I did have my first playtest of the rules last week. The PCs used these rules, and I based the opponents on monster stats from the Monster Manual 2. But since I let guns deal more damage than core D&D weapons do, that made the aliens less challenging than I expecting. Whenever we have our second session, I'll probably use slightly tougher foes as a baseline. I'm still figuring out how this balances.
 

bardolph

First Post
The main components of the system are the fighting styles. Each fighting style consists of two parts, each of which requires one feat. Style Basis gives some minor static ability, or a modifier to your basic attacks, and Style Expertise gives you a few tricks you can pull off if you battle surge (which you can only do a few times per combat) or have combat focus (which requires a standard action to achieve, but remains until you expend it to perform some sort of immediate interrupt).

For instance, the Two Weapon Fighter style lets you, instead of attacking with one weapon as a standard action, spend a standard and minor to make two attacks against the same target. That's the basic ability.

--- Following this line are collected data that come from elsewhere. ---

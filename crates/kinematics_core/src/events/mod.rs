//! # Event Extraction Module
//!
//! Higher-level movement events derived from frame-level metrics.
//!
//! - `sprint` - high-intensity segment detection and distance by intensity band

pub mod sprint;

pub use sprint::{extract_sprints, movement_intensity, MovementIntensity, SprintSegment};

If you spend a second feat to get the expertise, then a few times per combat you can battle surge to make two attacks (at the same or different targets) as one standard action, and if you have your combat focus you can expend it to reload two weapons at once, even if you have no free hands.

Just want to throw an idea into the mix:

Keep 4e-style powers, but instead of putting them into classes, put them directly into the fighting style. So spending a feat on a style allows you to pick powers from that style's list.

You can also create scalable powers that can be set at a variable level. For example:
  • the "Force Sword" style might have a power called "Sweeping Arc" that comes in three flavors: "Alpha (level 3)" "Delta (level 6)" and "Omega (level 9)", with different levels of damage for each.
  • the "Jedi Force Sword" style might be a Paragon Tier feat that has a power called "Deflect Blasters", with Alpha (level 11), Delta (level 14) and Omega (level 17) variants.

There could be a list of "generic" powers that are available to all characters, regardless of fighting style. This would make sure that characters who elect not to study a fighting style can still have powers to choose from.